Posted on 12/11/2008 8:03:35 AM PST by rabscuttle385

Popular opinion assigns blame to greedy capitalists and a market gone wild for the financial crisis. The remedy for those who hold that view is government bailouts, fiscal stimulus and regulation. Even the head of the world’s freest economy, Hong Kong Chief Executive Donald Tsang, said in his annual policy address, “When the market fails, the government should be prepared to intervene in a timely and decisive manner.”

When the history of this crisis is written, it could be a story of the death of market liberalism and the ascent of market socialism. Yet the truth is that the source of the crisis was not private free markets, but markets tainted by mistaken government policies designed to satisfy special interest groups.

U.S. monetary policy was too loose for too long, an error Alan Greenspan has still not admitted; government privileges bestowed on Fannie Mae and Freddie Mac, especially the implicit (now explicit) guarantee backing their debt, politicized the flow of capital, increased risk-taking and fueled overinvestment in the housing sector; and rating agencies and regulators who were supposed to monitor risk-taking were asleep at the wheel.

Markets require an institutional framework in which private property rights are well-defined and risk is clearly assigned.
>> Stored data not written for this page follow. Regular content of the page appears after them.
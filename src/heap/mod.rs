//! The collector heap: object table, generation pools, and tuning state.
//!
//! The heap owns every managed object (it alone frees them), the two
//! generation pools, the reference registry, and the incremental cycle
//! state. Objects are keyed by address, the same identity the raw
//! `GcPtr` handles carry.

pub(crate) mod object;

pub(crate) use object::{ObjectEntry, ObjectHeader};

use crate::collector::{Phase, SweepCursor};
use crate::config::GcConfig;
use crate::roots::{RefId, RefRegistry};
use crate::stats::GcStats;
use crate::trace::Managed;
use crate::Generation;

use rustc_hash::{FxHashMap, FxHashSet};

/// Main collector state for one context.
pub(crate) struct Heap {
    /// Configuration and runtime-tunable knobs.
    pub(crate) config: GcConfig,

    /// Every live object, keyed by address.
    pub(crate) objects: FxHashMap<usize, ObjectEntry>,

    /// Young pool. Disjoint from `old`; every object is in exactly one.
    pub(crate) young: FxHashSet<usize>,

    /// Old pool.
    pub(crate) old: FxHashSet<usize>,

    /// Reference slots, root set, and member lists.
    pub(crate) refs: RefRegistry,

    /// Gray stack: discovered but not yet scanned. Empty while idle.
    pub(crate) mark_stack: Vec<usize>,

    /// Incremental cycle phase.
    pub(crate) phase: Phase,

    /// Sweep position within the current pool snapshot.
    pub(crate) cursor: SweepCursor,

    /// Allocations since the last automatic cycle start.
    pub(crate) allocation_counter: usize,

    /// Young-pool objects freed by the last completed cycle.
    pub(crate) last_minor_freed: usize,

    /// Total objects freed by the last completed major cycle.
    pub(crate) last_major_freed: usize,

    /// Young-pool objects freed so far in the cycle in progress.
    pub(crate) cycle_freed_young: usize,

    /// Total objects freed so far in the cycle in progress.
    pub(crate) cycle_freed_total: usize,

    /// Collection statistics.
    pub(crate) stats: GcStats,
}

impl Heap {
    /// Create a heap with the given configuration.
    pub(crate) fn new(config: GcConfig) -> Self {
        config.validate().expect("invalid GC configuration");

        Self {
            config,
            objects: FxHashMap::default(),
            young: FxHashSet::default(),
            old: FxHashSet::default(),
            refs: RefRegistry::new(),
            mark_stack: Vec::new(),
            phase: Phase::Idle,
            cursor: SweepCursor::idle(),
            allocation_counter: 0,
            last_minor_freed: 0,
            last_major_freed: 0,
            cycle_freed_young: 0,
            cycle_freed_total: 0,
            stats: GcStats::new(),
        }
    }

    /// Apply a new configuration to a running context.
    pub(crate) fn configure(&mut self, config: GcConfig) {
        config.validate().expect("invalid GC configuration");
        gc_event(
            &config,
            format_args!(
                "gc configured: mark_budget={} sweep_budget={} allocation_threshold={} promotion_survivals={}",
                config.mark_budget,
                config.sweep_budget,
                config.allocation_threshold,
                config.promotion_survivals
            ),
        );
        self.config = config;
    }

    // =========================================================================
    // Registration
    // =========================================================================

    /// Register a freshly allocated object into the young pool and drive
    /// the allocation trigger.
    pub(crate) fn register_object(&mut self, object: *mut dyn Managed) {
        let addr = object as *mut () as usize;
        self.objects.insert(addr, ObjectEntry {
            header: ObjectHeader::new(),
            object,
        });
        self.young.insert(addr);
        self.stats.record_allocation();

        // Objects allocated while marking is active are allocated gray so
        // an in-progress cycle cannot reclaim them; objects allocated
        // during a sweep are outside the sweep snapshot and survive.
        if matches!(self.phase, Phase::MarkRoots | Phase::Marking) {
            self.mark_gray(addr);
        }

        self.allocation_counter += 1;
        if self.allocation_counter >= self.config.allocation_threshold {
            self.allocation_counter = 0;
            self.start_incremental_collect();
        }
    }

    // =========================================================================
    // Reference slots (GcRef support)
    // =========================================================================

    /// Register a root slot.
    pub(crate) fn insert_root_slot(&mut self, target: Option<usize>) -> RefId {
        self.refs.insert_root(target)
    }

    /// Register a member slot and fire the write barrier on its initial
    /// target.
    pub(crate) fn attach_member(&mut self, owner: usize, target: Option<usize>) -> RefId {
        let id = self.refs.insert_member(owner, target);
        self.barrier_on_store(owner, target);
        id
    }

    /// Rebind a slot, firing the write barrier for member stores.
    pub(crate) fn set_ref_target(&mut self, id: RefId, target: Option<usize>) {
        if let Some(Some(owner)) = self.refs.set_target(id, target) {
            self.barrier_on_store(owner, target);
        }
    }

    /// Duplicate a slot: members join the same owner's list (with a
    /// barrier), roots register iff the target is non-null. A stale id
    /// duplicates to a detached null root.
    pub(crate) fn clone_slot(&mut self, id: RefId) -> RefId {
        match self.refs.slot_of(id) {
            Some((Some(owner), target)) => self.attach_member(owner, target),
            Some((None, target)) => self.refs.insert_root(target),
            None => self.refs.insert_root(None),
        }
    }

    /// Current target of a slot.
    pub(crate) fn ref_target(&self, id: RefId) -> Option<usize> {
        self.refs.target_of(id)
    }

    /// Release a slot (idempotent).
    pub(crate) fn release_slot(&mut self, id: RefId) {
        self.refs.release(id);
    }

    // =========================================================================
    // Marking support
    // =========================================================================

    /// Mark an object gray and push it, if it is currently white.
    /// Returns true if the object was newly discovered.
    pub(crate) fn mark_gray(&mut self, addr: usize) -> bool {
        match self.objects.get_mut(&addr) {
            Some(entry) if !entry.header.discovered => {
                entry.header.discovered = true;
                self.mark_stack.push(addr);
                true
            }
            _ => false,
        }
    }

    // =========================================================================
    // Space queries
    // =========================================================================

    /// Check if an address is a live managed object.
    #[inline]
    pub(crate) fn contains(&self, addr: usize) -> bool {
        self.objects.contains_key(&addr)
    }

    /// Generation of a live object.
    pub(crate) fn generation_of(&self, addr: usize) -> Option<Generation> {
        self.objects.get(&addr).map(|e| e.header.generation)
    }

    /// Tri-color state of a live object.
    #[cfg(test)]
    pub(crate) fn color_of(&self, addr: usize) -> Option<crate::GcColor> {
        self.objects.get(&addr).map(|e| e.header.color())
    }

    /// Number of live objects.
    #[inline]
    pub(crate) fn live_objects(&self) -> usize {
        self.objects.len()
    }

    // =========================================================================
    // Adaptive thresholds
    // =========================================================================

    /// Adjust tuning knobs after a completed cycle.
    ///
    /// Young-sparse heaps relax the promotion threshold, churning heaps
    /// tighten it, and large heaps double the allocation threshold to
    /// amortize collection cost.
    pub(crate) fn adapt_thresholds(&mut self) {
        let promotion = self.config.promotion_survivals as usize;
        if self.last_minor_freed < promotion / 10 && self.config.promotion_survivals < 2000 {
            self.config.promotion_survivals = self.config.promotion_survivals * 3 / 2;
        } else if self.last_minor_freed > promotion / 2 && self.config.promotion_survivals > 20 {
            self.config.promotion_survivals = self.config.promotion_survivals * 4 / 5;
        }

        let live = self.young.len() + self.old.len();
        if live > 1000 && self.config.allocation_threshold < 100_000 {
            self.config.allocation_threshold *= 2;
        }

        gc_event(
            &self.config,
            format_args!(
                "thresholds adapted: promotion_survivals={} allocation_threshold={}",
                self.config.promotion_survivals, self.config.allocation_threshold
            ),
        );
    }

    // =========================================================================
    // Teardown
    // =========================================================================

    /// Drain every object and clear all collector state, returning the
    /// payloads for the caller to free outside the context borrow.
    pub(crate) fn take_everything(&mut self) -> Vec<*mut dyn Managed> {
        let corpses: Vec<*mut dyn Managed> =
            self.objects.drain().map(|(_, entry)| entry.object).collect();
        self.young.clear();
        self.old.clear();
        self.refs.clear_slots();
        self.mark_stack.clear();
        self.phase = Phase::Idle;
        self.cursor = SweepCursor::idle();
        self.allocation_counter = 0;
        self.last_minor_freed = 0;
        self.last_major_freed = 0;
        self.cycle_freed_young = 0;
        self.cycle_freed_total = 0;
        self.stats.reset();
        corpses
    }
}

impl Drop for Heap {
    fn drop(&mut self) {
        // Shutdown with populated pools: free everything without marking.
        // Member refs inside the dying objects tolerate the context
        // already being gone.
        let corpses: Vec<*mut dyn Managed> =
            self.objects.drain().map(|(_, entry)| entry.object).collect();
        self.young.clear();
        self.old.clear();
        self.refs.clear_slots();
        for ptr in corpses {
            unsafe { drop(Box::from_raw(ptr)) };
        }
    }
}

/// Emit one collector event: always through `log`, and as a timestamped
/// stdout line when debug tracing is enabled.
pub(crate) fn gc_event(config: &GcConfig, args: std::fmt::Arguments<'_>) {
    log::trace!(target: "gc", "{args}");
    if config.debug {
        println!("[{}] {}", chrono::Local::now().format("%H:%M:%S"), args);
    }
}

#[cfg(test)]
mod tests {
    use super::*;

    #[test]
    fn test_adapt_relaxes_when_young_sparse() {
        let mut heap = Heap::new(GcConfig::default());
        heap.last_minor_freed = 0; // nothing freed: heap is young-sparse

        heap.adapt_thresholds();
        assert_eq!(heap.config.promotion_survivals, 75);
    }

    #[test]
    fn test_adapt_tightens_when_churning() {
        let mut heap = Heap::new(GcConfig::default());
        heap.last_minor_freed = 40; // more than half the threshold freed

        heap.adapt_thresholds();
        assert_eq!(heap.config.promotion_survivals, 40);
    }

    #[test]
    fn test_adapt_keeps_small_thresholds_stable() {
        let mut heap = Heap::new(GcConfig::eager_promotion());
        heap.last_minor_freed = 10;

        heap.adapt_thresholds();
        // shrinking stops at 20; 2 stays 2
        assert_eq!(heap.config.promotion_survivals, 2);
    }

    #[test]
    fn test_adapt_doubles_allocation_threshold_on_large_heaps() {
        let mut heap = Heap::new(GcConfig::default());
        heap.last_minor_freed = 30; // keep the promotion branch quiet
        for addr in 0..1200usize {
            heap.young.insert(0x10000 + addr * 8);
        }

        heap.adapt_thresholds();
        assert_eq!(heap.config.allocation_threshold, 200);
    }

    #[test]
    #[should_panic(expected = "invalid GC configuration")]
    fn test_invalid_configuration_rejected() {
        let _ = Heap::new(GcConfig {
            mark_budget: 0,
            ..Default::default()
        });
    }
}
The purpose of regulation should be to ensure that those who take risks bear the full cost of them and can capture the full reward from them. Competition is the best device to discipline private traders and investors. Often, however, regulation reduces or outlaws competition and imposes rules thwarting market forces and individual responsibility.
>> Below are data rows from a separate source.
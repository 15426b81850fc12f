//! Blocking collections.
//!
//! `collect_now` runs a whole cycle in one call: mark from roots, sweep
//! young, and (for a major collection) sweep old as well. A minor
//! collection leaves the old pool unswept but still clears the marks its
//! survivors picked up during the global mark.

use crate::collector::Phase;
use crate::heap::{gc_event, Heap};
use crate::trace::Managed;

impl Heap {
    /// Run a blocking collection cycle.
    pub(crate) fn collect_now(&mut self, major: bool, corpses: &mut Vec<*mut dyn Managed>) {
        gc_event(
            &self.config,
            format_args!("blocking collection requested (major={major})"),
        );

        // A started incremental cycle cannot be discarded; the flag
        // bits on the heap would be left inconsistent. Drive it to
        // completion, then run the requested cycle from a clean state.
        while self.phase != Phase::Idle {
            self.incremental_collect_step(corpses);
        }

        self.cycle_freed_young = 0;
        self.cycle_freed_total = 0;

        self.blocking_mark();
        self.sweep_pool(false, corpses);

        if major {
            self.sweep_pool(true, corpses);
            self.last_major_freed = self.cycle_freed_total;
            self.stats.record_major();
        } else {
            // Old survivors were marked by the global mark; reset them
            // to white without sweeping the pool.
            for addr in self.old.iter() {
                if let Some(entry) = self.objects.get_mut(addr) {
                    entry.header.clear_marks();
                }
            }
            self.stats.record_minor();
        }

        self.last_minor_freed = self.cycle_freed_young;
        self.adapt_thresholds();
    }

    /// Seed the roots and drain the gray stack to completion.
    fn blocking_mark(&mut self) {
        self.mark_stack.clear();
        self.seed_roots();
        let mut scanned = 0;
        while let Some(addr) = self.mark_stack.pop() {
            self.scan_object(addr);
            scanned += 1;
        }
        gc_event(&self.config, format_args!("blocking mark scanned {scanned}"));
    }

    /// Sweep one whole pool without a budget.
    fn sweep_pool(&mut self, sweeping_old: bool, corpses: &mut Vec<*mut dyn Managed>) {
        let snapshot: Vec<usize> = if sweeping_old {
            self.old.iter().copied().collect()
        } else {
            self.young.iter().copied().collect()
        };

        let mut dead = Vec::new();
        for addr in snapshot {
            self.sweep_entry(addr, sweeping_old, &mut dead);
        }
        self.reap(&dead, sweeping_old, corpses);
    }
}

#[cfg(test)]
mod tests {
    use crate::config::GcConfig;
    use crate::context;
    use crate::roots::GcRef;
    use crate::trace::{Managed, Tracer};
    use crate::{GcColor, Generation};

    struct Leaf;

    impl Managed for Leaf {
        fn trace(&self, _tracer: &mut dyn Tracer) {}
    }

    #[test]
    fn test_major_reclaims_unreachable() {
        crate::init(GcConfig::default());
        let kept = crate::alloc(Leaf);
        let _dropped = crate::alloc(Leaf);
        let root = GcRef::new(Some(kept));

        crate::collect_now(true);

        assert_eq!(crate::live_objects(), 1);
        assert!(crate::contains(kept));

        drop(root);
        crate::collect_now(true);
        assert_eq!(crate::live_objects(), 0);
        crate::reset();
    }

    #[test]
    fn test_minor_leaves_old_pool_unswept() {
        crate::init(GcConfig::eager_promotion());
        let survivor = crate::alloc(Leaf);
        let root = GcRef::new(Some(survivor));

        // Two survivals promote, third cycle runs it as an old object.
        crate::collect_now(true);
        crate::collect_now(true);
        assert_eq!(crate::generation_of(survivor), Some(Generation::Old));

        // Unreachable old object: a minor collection must not touch it.
        drop(root);
        crate::collect_now(false);
        assert_eq!(crate::live_objects(), 1);
        assert_eq!(crate::old_count(), 1);

        // A major collection reclaims it.
        crate::collect_now(true);
        assert_eq!(crate::live_objects(), 0);
        crate::reset();
    }

    #[test]
    fn test_minor_clears_old_survivor_marks() {
        crate::init(GcConfig::eager_promotion());
        let survivor = crate::alloc(Leaf);
        let root = GcRef::new(Some(survivor));

        crate::collect_now(true);
        crate::collect_now(true);
        assert_eq!(crate::generation_of(survivor), Some(Generation::Old));

        crate::collect_now(false);
        let color = context::with_heap(|h| h.color_of(survivor.addr())).unwrap();
        assert_eq!(color, GcColor::White);

        drop(root);
        crate::reset();
    }

    #[test]
    fn test_minor_twice_equals_once() {
        crate::init(GcConfig::default());
        let kept = crate::alloc(Leaf);
        let root = GcRef::new(Some(kept));

        crate::collect_now(false);
        let young_after_one = crate::young_count();
        let old_after_one = crate::old_count();

        crate::collect_now(false);
        assert_eq!(crate::young_count(), young_after_one);
        assert_eq!(crate::old_count(), old_after_one);
        let color = context::with_heap(|h| h.color_of(kept.addr())).unwrap();
        assert_eq!(color, GcColor::White);

        drop(root);
        crate::reset();
    }

    #[test]
    fn test_blocking_finishes_inflight_incremental_cycle() {
        crate::init(GcConfig::default());
        let kept = crate::alloc(Leaf);
        let _stray = crate::alloc(Leaf);
        let root = GcRef::new(Some(kept));

        crate::start_incremental_collect();
        crate::incremental_collect_step();
        crate::collect_now(true);

        assert_eq!(crate::phase(), crate::Phase::Idle);
        assert_eq!(crate::live_objects(), 1);

        drop(root);
        crate::reset();
    }
}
Government failure, not market failure, would be a more accurate description of the subprime/credit crisis. There would have been less risk-taking and more market discipline if Congress had not guaranteed Fannie and Freddie debt and had not passed the Community Reinvestment Act, which pressured banks to promote subprime and Alt-A mortgages. Moreover, by holding the Federal funds target rate at 1 percent from July 2003 to June 2004, the Fed fueled the housing boom.

With the large bailouts now occurring, the mistakes made in underpricing risk and overextending credit will be felt by present and future taxpayers. The socialization of risk and the privatization of profits is always a recipe for disaster. It undermines the rule of law and economic freedom by weakening private property rights. When investors believe government will bail them out, they increase their risk-taking and leverage, just as Bear Stearns and other large investment banks did. And when foreign central banks know that the U.S. Treasury stands behind the debt of government-sponsored mortgage lenders, there will be an artificially large market for their securities.
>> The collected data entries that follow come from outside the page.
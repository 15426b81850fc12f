//! Reference registries: root set and member-reference tracking.
//!
//! Every `GcRef` owns a slot in the registry. The slot carries the
//! current target and, for member references, the owning object. Keeping
//! the slot state collector-side (instead of inside the handle, as a
//! pointer-based design would) does two things:
//!
//! - handles stay free to move (Rust values move by plain copy, so
//!   address-based registration of the handle itself would dangle);
//! - the sweep-time dangling-null pass is a single walk over the slot
//!   table, O(refs), instead of a walk over every object's fan-out.

mod handles;

pub use handles::GcRef;

use rustc_hash::{FxHashMap, FxHashSet};
use smallvec::SmallVec;

/// Identifier of a reference slot. Never reused within a context.
#[derive(Debug, Clone, Copy, PartialEq, Eq, Hash)]
pub(crate) struct RefId(u64);

/// One registered reference slot.
#[derive(Debug, Clone, Copy)]
struct RefEntry {
    /// Address of the referenced object, if any.
    target: Option<usize>,
    /// Address of the owning object; `None` marks a root slot.
    owner: Option<usize>,
}

/// Slot table, root set, and per-owner member lists.
///
/// Invariants maintained here:
/// - a slot id is in `roots` iff its entry has no owner and a non-null
///   target (the root set is an enumerable live-reference list);
/// - a member slot appears exactly once in its owner's list, in
///   insertion order;
/// - release and unregistration are idempotent.
pub(crate) struct RefRegistry {
    slots: FxHashMap<RefId, RefEntry>,
    roots: FxHashSet<RefId>,
    members: FxHashMap<usize, SmallVec<[RefId; 4]>>,
    next_id: u64,
}

impl RefRegistry {
    pub(crate) fn new() -> Self {
        Self {
            slots: FxHashMap::default(),
            roots: FxHashSet::default(),
            members: FxHashMap::default(),
            next_id: 0,
        }
    }

    fn fresh_id(&mut self) -> RefId {
        let id = RefId(self.next_id);
        self.next_id += 1;
        id
    }

    /// Register a root slot. Null roots get a slot but stay out of the
    /// root set.
    pub(crate) fn insert_root(&mut self, target: Option<usize>) -> RefId {
        let id = self.fresh_id();
        self.slots.insert(
            id,
            RefEntry {
                target,
                owner: None,
            },
        );
        if target.is_some() {
            self.roots.insert(id);
        }
        id
    }

    /// Register a member slot and append it to the owner's list.
    pub(crate) fn insert_member(&mut self, owner: usize, target: Option<usize>) -> RefId {
        let id = self.fresh_id();
        self.slots.insert(
            id,
            RefEntry {
                target,
                owner: Some(owner),
            },
        );
        self.members.entry(owner).or_default().push(id);
        id
    }

    /// Release a slot: detach from the owner's list or the root set and
    /// forget it. A no-op for already-released ids.
    pub(crate) fn release(&mut self, id: RefId) {
        let Some(entry) = self.slots.remove(&id) else {
            return;
        };
        match entry.owner {
            Some(owner) => {
                if let Some(list) = self.members.get_mut(&owner) {
                    list.retain(|m| *m != id);
                    if list.is_empty() {
                        self.members.remove(&owner);
                    }
                }
            }
            None => {
                self.roots.remove(&id);
            }
        }
    }

    /// Rebind a slot's target, maintaining root-set membership.
    ///
    /// Returns the slot's owner (`Some(None)` for a root slot) so the
    /// caller can fire the write barrier, or `None` for a stale id.
    pub(crate) fn set_target(
        &mut self,
        id: RefId,
        target: Option<usize>,
    ) -> Option<Option<usize>> {
        let entry = self.slots.get_mut(&id)?;
        entry.target = target;
        let owner = entry.owner;
        if owner.is_none() {
            match target {
                Some(_) => {
                    self.roots.insert(id);
                }
                None => {
                    self.roots.remove(&id);
                }
            }
        }
        Some(owner)
    }

    /// Current target of a slot, if the slot exists and is non-null.
    pub(crate) fn target_of(&self, id: RefId) -> Option<usize> {
        self.slots.get(&id).and_then(|e| e.target)
    }

    /// Owner and target of a slot, for duplicating it.
    pub(crate) fn slot_of(&self, id: RefId) -> Option<(Option<usize>, Option<usize>)> {
        self.slots.get(&id).map(|e| (e.owner, e.target))
    }

    /// Whether a slot is currently registered in the root set.
    #[cfg(test)]
    pub(crate) fn is_registered_root(&self, id: RefId) -> bool {
        self.roots.contains(&id)
    }

    /// Targets of every registered root, for mark seeding.
    pub(crate) fn root_targets(&self) -> SmallVec<[usize; 16]> {
        let mut out = SmallVec::new();
        for id in &self.roots {
            if let Some(entry) = self.slots.get(id) {
                if let Some(target) = entry.target {
                    out.push(target);
                }
            }
        }
        out
    }

    /// Append the non-null member targets of `owner`, in insertion order.
    pub(crate) fn collect_member_targets(&self, owner: usize, out: &mut SmallVec<[usize; 8]>) {
        let Some(list) = self.members.get(&owner) else {
            return;
        };
        for id in list {
            if let Some(entry) = self.slots.get(id) {
                if let Some(target) = entry.target {
                    out.push(target);
                }
            }
        }
    }

    /// Null every slot whose target is in `dead`, unregistering root
    /// slots as they become null. Returns how many slots were nulled.
    pub(crate) fn null_targets_of(&mut self, dead: &FxHashSet<usize>) -> usize {
        let mut nulled = 0;
        for (id, entry) in self.slots.iter_mut() {
            if let Some(target) = entry.target {
                if dead.contains(&target) {
                    entry.target = None;
                    if entry.owner.is_none() {
                        self.roots.remove(id);
                    }
                    nulled += 1;
                }
            }
        }
        nulled
    }

    /// Forget every member slot owned by a dying object. Its handles may
    /// still be dropped later; release tolerates the missing slots.
    pub(crate) fn drop_members_of(&mut self, owner: usize) {
        if let Some(list) = self.members.remove(&owner) {
            for id in list {
                self.slots.remove(&id);
            }
        }
    }

    /// Number of member slots registered to `owner`.
    #[cfg(test)]
    pub(crate) fn member_count(&self, owner: usize) -> usize {
        self.members.get(&owner).map_or(0, |list| list.len())
    }

    /// Number of registered roots.
    pub(crate) fn root_count(&self) -> usize {
        self.roots.len()
    }

    /// Number of live slots.
    #[cfg(test)]
    pub(crate) fn slot_count(&self) -> usize {
        self.slots.len()
    }

    /// Forget all slots and lists but keep the id counter, so handles
    /// that outlive a context reset cannot collide with new slots.
    pub(crate) fn clear_slots(&mut self) {
        self.slots.clear();
        self.roots.clear();
        self.members.clear();
    }
}

#[cfg(test)]
mod tests {
    use super::*;

    const A: usize = 0x1000;
    const B: usize = 0x2000;
    const OWNER: usize = 0x3000;

    #[test]
    fn test_null_root_stays_out_of_root_set() {
        let mut reg = RefRegistry::new();

        let id = reg.insert_root(None);
        assert_eq!(reg.root_count(), 0);
        assert!(!reg.is_registered_root(id));

        reg.release(id);
        assert_eq!(reg.slot_count(), 0);
    }

    #[test]
    fn test_root_registration_follows_target() {
        let mut reg = RefRegistry::new();

        let id = reg.insert_root(Some(A));
        assert_eq!(reg.root_count(), 1);

        reg.set_target(id, None);
        assert_eq!(reg.root_count(), 0);
        assert_eq!(reg.target_of(id), None);

        reg.set_target(id, Some(B));
        assert_eq!(reg.root_count(), 1);
        assert_eq!(reg.target_of(id), Some(B));
    }

    #[test]
    fn test_member_list_keeps_insertion_order() {
        let mut reg = RefRegistry::new();

        let first = reg.insert_member(OWNER, Some(A));
        let second = reg.insert_member(OWNER, None);
        let third = reg.insert_member(OWNER, Some(B));
        assert_eq!(reg.member_count(OWNER), 3);

        let mut targets = SmallVec::new();
        reg.collect_member_targets(OWNER, &mut targets);
        assert_eq!(targets.as_slice(), &[A, B]);

        reg.release(second);
        assert_eq!(reg.member_count(OWNER), 2);
        let _ = (first, third);
    }

    #[test]
    fn test_release_is_idempotent() {
        let mut reg = RefRegistry::new();

        let id = reg.insert_root(Some(A));
        reg.release(id);
        reg.release(id);

        assert_eq!(reg.slot_count(), 0);
        assert_eq!(reg.root_count(), 0);
        assert_eq!(reg.set_target(id, Some(B)), None);
    }

    #[test]
    fn test_null_pass_covers_roots_and_members() {
        let mut reg = RefRegistry::new();

        let root = reg.insert_root(Some(A));
        let member = reg.insert_member(OWNER, Some(A));
        let unrelated = reg.insert_member(OWNER, Some(B));

        let dead: FxHashSet<usize> = [A].into_iter().collect();
        assert_eq!(reg.null_targets_of(&dead), 2);

        assert_eq!(reg.target_of(root), None);
        assert!(!reg.is_registered_root(root));
        assert_eq!(reg.target_of(member), None);
        assert_eq!(reg.target_of(unrelated), Some(B));
    }

    #[test]
    fn test_drop_members_of_forgets_slots() {
        let mut reg = RefRegistry::new();

        let id = reg.insert_member(OWNER, Some(A));
        reg.drop_members_of(OWNER);

        assert_eq!(reg.member_count(OWNER), 0);
        assert_eq!(reg.slot_count(), 0);
        // the handle's later release must stay a no-op
        reg.release(id);
    }

    #[test]
    fn test_ids_are_never_reused() {
        let mut reg = RefRegistry::new();

        let first = reg.insert_root(Some(A));
        reg.release(first);
        reg.clear_slots();
        let second = reg.insert_root(Some(A));

        assert_ne!(first, second);
    }
}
The problem with Treasury Secretary Henry Paulson’s plan for resolving the subprime crisis by taking an equity stake in the troubled firms is that it substitutes public for private ownership. Hence, it shifts responsibility from those who made poor investment decisions and took on too much risk to those who did not. A little-discussed consequence is to severely undermine the moral basis of a free market — the ethic of individual accountability.

The $700 billion bailout plan — the Troubled Assets Relief Program — was planned to have the Treasury purchase toxic assets, in addition to injecting new capital into financial institutions. But why should we expect government bureaucrats or their agents — who are spending other people’s money — to discover correct asset values? More likely, the Treasury will pay inflated prices and fail to maximize taxpayer wealth.

Without private ownership, there can be no real markets to determine asset values. That is a forgotten lesson Nobel laureate economist F. A. Hayek underscored in his criticism of market socialism.

The fear, of course, is that without widespread government support, capitalism would collapse. But as L. William Seidman and David Cooke, former officials at the Federal Deposit Insurance Corp., note, “In our experience, government ownership and management of assets rarely increases value. Moving assets openly, fairly, and promptly to sound private-sector owners is the best way to minimize taxpayers’ losses.”

To restore liquidity to markets means to restore trust — both in the actuarial models used to price complex securities and in the guarantees made in private contractual promises. Before credibility can return to financial markets, however, there must be a restoration of confidence in government as the protector and guarantor of our economic liberties. That is the real challenge — not only for president-elect Barack Obama and the incoming Congress, but for all those who wish to preserve economic and personal freedom.

James A. Dorn is vice president for academic affairs at the Cato Institute and professor of economics at Towson University.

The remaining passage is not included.